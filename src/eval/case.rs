//! Labeled case type for the evaluation dataset.

use crate::error::{Result, TestrecError};
use serde::Deserialize;
use std::collections::BTreeSet;
use std::path::Path;

/// Single labeled evaluation case.
#[derive(Debug, Clone, Deserialize)]
pub struct EvalCase {
    /// Free-text hiring query sent to the recommendation service.
    pub query: String,
    /// Ground-truth skills a good recommendation should cover.
    pub expected_skills: Vec<String>,
    /// Upper bound on acceptable test duration, in minutes.
    pub max_duration: f64,
}

impl EvalCase {
    /// Expected skills, lowercased into a set for scoring.
    pub fn expected_skill_set(&self) -> BTreeSet<String> {
        self.expected_skills
            .iter()
            .map(|s| s.to_lowercase())
            .collect()
    }
}

/// Load labeled cases from a JSON file containing an array of cases.
///
/// Every case must carry all three fields; an empty dataset is rejected
/// because an evaluation over zero cases has no meaningful aggregates.
pub fn load_cases(path: &Path) -> Result<Vec<EvalCase>> {
    let raw = std::fs::read_to_string(path)
        .map_err(|e| TestrecError::Eval(format!("failed to read {}: {}", path.display(), e)))?;

    let cases: Vec<EvalCase> = serde_json::from_str(&raw)
        .map_err(|e| TestrecError::Eval(format!("failed to parse {}: {}", path.display(), e)))?;

    if cases.is_empty() {
        return Err(TestrecError::Eval(format!(
            "no test cases in {}",
            path.display()
        )));
    }

    Ok(cases)
}
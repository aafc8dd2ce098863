use thiserror::Error;

/// Main error type for testrec
#[derive(Error, Debug)]
pub enum TestrecError {
    /// File system I/O errors
    #[error("IO error: {0}")]
    Io(#[from] std::io::Error),

    /// Configuration errors
    #[error("Configuration error: {0}")]
    Config(String),

    /// Catalog load/parse errors
    #[error("Catalog error: {0}")]
    Catalog(String),

    /// Invalid input
    #[error("Invalid input: {0}")]
    InvalidInput(String),

    /// Recommendation service call errors (network, status, decode)
    #[error("Service error: {0}")]
    Service(String),

    /// Evaluation run errors
    #[error("Evaluation error: {0}")]
    Eval(String),
}

/// Convenient Result type using TestrecError
pub type Result<T> = std::result::Result<T, TestrecError>;

#[cfg(test)]
mod tests {
    use super::*;

    #[test]
    fn test_error_display() {
        let err = TestrecError::Config("Test error".to_string());
        assert!(err.to_string().contains("Configuration error"));
        assert!(err.to_string().contains("Test error"));
    }

    #[test]
    fn test_error_from_io() {
        let io_err = std::io::Error::new(std::io::ErrorKind::NotFound, "file not found");
        let err: TestrecError = io_err.into();
        assert!(matches!(err, TestrecError::Io(_)));
    }

    #[test]
    fn test_catalog_error_display() {
        let err = TestrecError::Catalog("tests_db.json: expected an array".to_string());
        assert!(err.to_string().contains("Catalog error"));
        assert!(err.to_string().contains("tests_db.json"));
    }
}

■ Brief:
Starting with the first line of the entries, transcribe every line up to and including the one with "pub enum TestrecError".

■ Problem solution:
filename src/eval/case.rs
//! Labeled case type for the evaluation dataset.

use crate::error::{Result, TestrecError};
use serde::Deserialize;
use std::collections::BTreeSet;
use std::path::Path;

/// Single labeled evaluation case.
#[derive(Debug, Clone, Deserialize)]
pub struct EvalCase {
    /// Free-text hiring query sent to the recommendation service.
    pub query: String,
    /// Ground-truth skills a good recommendation should cover.
    pub expected_skills: Vec<String>,
    /// Upper bound on acceptable test duration, in minutes.
    pub max_duration: f64,
}

impl EvalCase {
    /// Expected skills, lowercased into a set for scoring.
    pub fn expected_skill_set(&self) -> BTreeSet<String> {
        self.expected_skills
            .iter()
            .map(|s| s.to_lowercase())
            .collect()
    }
}

/// Load labeled cases from a JSON file containing an array of cases.
///
/// Every case must carry all three fields; an empty dataset is rejected
/// because an evaluation over zero cases has no meaningful aggregates.
pub fn load_cases(path: &Path) -> Result<Vec<EvalCase>> {
    let raw = std::fs::read_to_string(path)
        .map_err(|e| TestrecError::Eval(format!("failed to read {}: {}", path.display(), e)))?;

    let cases: Vec<EvalCase> = serde_json::from_str(&raw)
        .map_err(|e| TestrecError::Eval(format!("failed to parse {}: {}", path.display(), e)))?;

    if cases.is_empty() {
        return Err(TestrecError::Eval(format!(
            "no test cases in {}",
            path.display()
        )));
    }

    Ok(cases)
}
repository aafc8dd2ce098863
use thiserror::Error;

/// Main error type for testrec
#[derive(Error, Debug)]
pub enum TestrecError {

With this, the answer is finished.